My search for goodness led me back to 2010 and the Annual ADAP Convention at the Georgetown Westin Hotel. ADAP is a non-profit committed to making HIV/AIDS drugs affordable and accessible to all in need. I was honored and pleased to receive the invitation to deliver their keynote address that year from Executive Director, Brandon Macsata, who had been responsible for my original invite nine years earlier. That invite, in turn, was the result of Brandon hearing me address John Kemp’s Disability group the prior year. “Goodness spreads, you see.”, I told myself.

Brandon asked that I reflect on the role of “advanced professionalism” and “enlightened leadership”. To prepare, I relied heavily on a book my son, Michael, had published with the University of Alabama Press in 2004, titled, “Emancipating Pragmatism: emerson, jazz, and experimental writing”. The book derived from his PhD dissertation at the University of Pennsylvania, and extensively delved into the writings of both Ralph Waldo Ellison, author of “The Invisible Man”, and his namesake, Ralph Waldo Emerson.

So what did my son Michael say in his book that was so compelling that I turned to it that day, and return to it today, in the shadow of Trump-led Republican denials?

Page 3: Quoting Emerson, “To interpret Christ, it needs a Christ…to make good the cause of freedom against slavery you must be…Declaration of Independence walking.”

Page 7: On Fake News”, “Ultimately, Emerson came to believe that ‘America’ itself was a kind of text being read, its meaning a matter of collective decision. It followed that one’s linguistic theory, one’s view of how words generate meanings, had potentially large-scale social ramifications. In suggesting that words were ‘million-faced’, Emerson came to realize, he was suggesting that social possibility was remakeable.”

Page 18: On Change and Diversity, “Emerson writes…’the philosophy we want is one of fluxions and mobility’”.

Page 19: On the American Culture and Diversity, “‘Out of the democratic principles set down on paper in the Constitution and the Bill of Rights’, Ellison says, Americans ‘were improvising themselves into a nation, scraping together a conscious culture out of various dialects, idioms, lingos, and methodologies of America’s diverse peoples and regions’”.

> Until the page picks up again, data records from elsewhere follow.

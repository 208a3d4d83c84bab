#![forbid(unsafe_code)]

use std::{ffi::OsStr, fmt};

use anchor_lang::prelude::Pubkey;
use sbt_minter::utils::profile::SbtProfile;
use secp256k1::{Message, PublicKey, Secp256k1, SecretKey};

pub const SECRET_KEY_ENV_VAR: &str = "SBT_SIGNER_SECRET_KEY";
pub const SECRET_KEY_LEN: usize = 32;
pub const SIGNATURE_LEN: usize = 64;

/// Profile as submitted for signing. Field limits match the on-chain record.
#[derive(Debug, Clone, PartialEq, Eq)]
pub struct ProfileRequest {
    pub name: String,
    pub photo: String,
    pub twitter_id: String,
    pub discord_id: String,
    pub telegram_id: String,
    pub score: u64,
}

impl ProfileRequest {
    pub fn as_profile(&self) -> SbtProfile<'_> {
        SbtProfile {
            name: &self.name,
            photo: &self.photo,
            twitter_id: &self.twitter_id,
            discord_id: &self.discord_id,
            telegram_id: &self.telegram_id,
            score: self.score,
        }
    }
}

/// Arguments for `mint_sbt_token_*` and `update_sbt_info`.
#[derive(Debug, Clone, Copy, PartialEq, Eq)]
pub struct SignedProfile {
    pub message_hash: [u8; 32],
    pub signature: [u8; SIGNATURE_LEN],
    pub recovery_id: u8,
    pub signer: Pubkey,
}

#[derive(Debug, Clone, PartialEq, Eq)]
pub enum SignerError {
    MissingSecretKey { variable: &'static str },
    InvalidSecretKeyHex(String),
    InvalidSecretKey(String),
    FieldTooLong { field: &'static str },
    InvalidRecoveryId(i32),
    SerializationFailed(String),
}

impl fmt::Display for SignerError {
    fn fmt(&self, f: &mut fmt::Formatter<'_>) -> fmt::Result {
        match self {
            Self::MissingSecretKey { variable } => {
                write!(f, "{variable} is not set; export the signer secret key as hex")
            }
            Self::InvalidSecretKeyHex(message) => {
                write!(f, "secret key is not valid hex: {message}")
            }
            Self::InvalidSecretKey(message) => {
                write!(f, "invalid secret key: {message}")
            }
            Self::FieldTooLong { field } => {
                write!(f, "profile field {field} exceeds its maximum length")
            }
            Self::InvalidRecoveryId(id) => {
                write!(f, "unexpected recovery id: {id}")
            }
            Self::SerializationFailed(message) => {
                write!(f, "failed to serialize output: {message}")
            }
        }
    }
}

impl std::error::Error for SignerError {}

/// Parse a 32-byte secret key from hex, with or without a `0x` prefix.
pub fn parse_secret_key(input: &str) -> Result<SecretKey, SignerError> {
    let trimmed = input.trim();
    let digits = trimmed.strip_prefix("0x").unwrap_or(trimmed);
    let bytes = hex::decode(digits).map_err(|e| SignerError::InvalidSecretKeyHex(e.to_string()))?;
    if bytes.len() != SECRET_KEY_LEN {
        return Err(SignerError::InvalidSecretKey(format!(
            "expected {SECRET_KEY_LEN} bytes, got {}",
            bytes.len()
        )));
    }
    SecretKey::from_slice(&bytes).map_err(|e| SignerError::InvalidSecretKey(e.to_string()))
}

pub fn secret_key_from_env() -> Result<SecretKey, SignerError> {
    let value = std::env::var_os(SECRET_KEY_ENV_VAR);
    secret_key_from_value(value.as_deref())
}

fn secret_key_from_value(value: Option<&OsStr>) -> Result<SecretKey, SignerError> {
    let value = value.ok_or(SignerError::MissingSecretKey {
        variable: SECRET_KEY_ENV_VAR,
    })?;
    let text = value
        .to_str()
        .ok_or_else(|| SignerError::InvalidSecretKeyHex("not valid UTF-8".to_string()))?;
    parse_secret_key(text)
}

pub fn generate_secret_key() -> SecretKey {
    SecretKey::new(&mut secp256k1::rand::thread_rng())
}

/// keccak256 address of `key`, as stored in the minter's admin record.
pub fn signer_address(key: &SecretKey) -> Pubkey {
    let public = PublicKey::from_secret_key(&Secp256k1::signing_only(), key);
    let mut raw = [0u8; 64];
    raw.copy_from_slice(&public.serialize_uncompressed()[1..]);
    sbt_minter::utils::signature::signer_address(&raw)
}

pub fn sign_profile(key: &SecretKey, request: &ProfileRequest) -> Result<SignedProfile, SignerError> {
    let profile = request.as_profile();
    if let Some(field) = profile.oversized_field() {
        return Err(SignerError::FieldTooLong { field });
    }

    let message_hash = profile.message_hash();
    let signature = Secp256k1::signing_only()
        .sign_ecdsa_recoverable(&Message::from_digest(message_hash), key);
    let (recovery_id, signature) = signature.serialize_compact();
    let recovery_id = recovery_id.to_i32();

    Ok(SignedProfile {
        message_hash,
        signature,
        recovery_id: u8::try_from(recovery_id)
            .map_err(|_| SignerError::InvalidRecoveryId(recovery_id))?,
        signer: signer_address(key),
    })
}

pub fn render_signed_profile(signed: &SignedProfile) -> Result<String, SignerError> {
    #[derive(serde::Serialize)]
    struct JsonSignResponse {
        message_hash: String,
        signature: String,
        signature_bytes: Vec<u8>,
        recovery_id: u8,
        signer: String,
        signer_hex: String,
    }

    let json = JsonSignResponse {
        message_hash: hex::encode(signed.message_hash),
        signature: hex::encode(signed.signature),
        signature_bytes: signed.signature.to_vec(),
        recovery_id: signed.recovery_id,
        signer: signed.signer.to_string(),
        signer_hex: hex::encode(signed.signer.to_bytes()),
    };
    serde_json::to_string(&json).map_err(|e| SignerError::SerializationFailed(e.to_string()))
}

/// JSON with the key's address. The secret is included only for new keys.
pub fn render_key(key: &SecretKey, include_secret: bool) -> Result<String, SignerError> {
    #[derive(serde::Serialize)]
    struct JsonKey {
        #[serde(skip_serializing_if = "Option::is_none")]
        secret_key: Option<String>,
        signer: String,
        signer_hex: String,
    }

    let signer = signer_address(key);
    let json = JsonKey {
        secret_key: include_secret.then(|| hex::encode(key.secret_bytes())),
        signer: signer.to_string(),
        signer_hex: hex::encode(signer.to_bytes()),
    };
    serde_json::to_string(&json).map_err(|e| SignerError::SerializationFailed(e.to_string()))
}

Page 24: On the Emerson View of the Evolution of American Language and Culture, “We forget, conveniently sometimes, that the language we speak is not English, although it is based on English. We forget that our language is such a flexible instrument because it has had so many dissonances thrown into it ….from Africa, from Mexico, from Spain, from God knows, everywhere.”

Page 25 and 28: On Creating Our History, “The jazz musician—who, Ellison says, always plays both ‘within and against the group’ — constantly reflects and redefines the ensemble in which he plays. Likewise the ensemble reflects and redefines the larger community to which it belongs….that ‘anticipatory arena where actuality and possibility, past and present, are allowed to collaborate on a history of the future.’”

This has been a momentous week. We have made progress. We are not static, not trapped, not powerless or fixed in place. But there is much left to be done. This should neither surprise nor discourage. On the final page of Michael’s book, he writes, “An emancipated pragmatism happens whenever and wherever a creative mind or community of creative minds engages in democratic symbolic action.”

Democratic – Symbolic – Action. These are more than words. They are a culture of values. Our future is being written now. VOTE.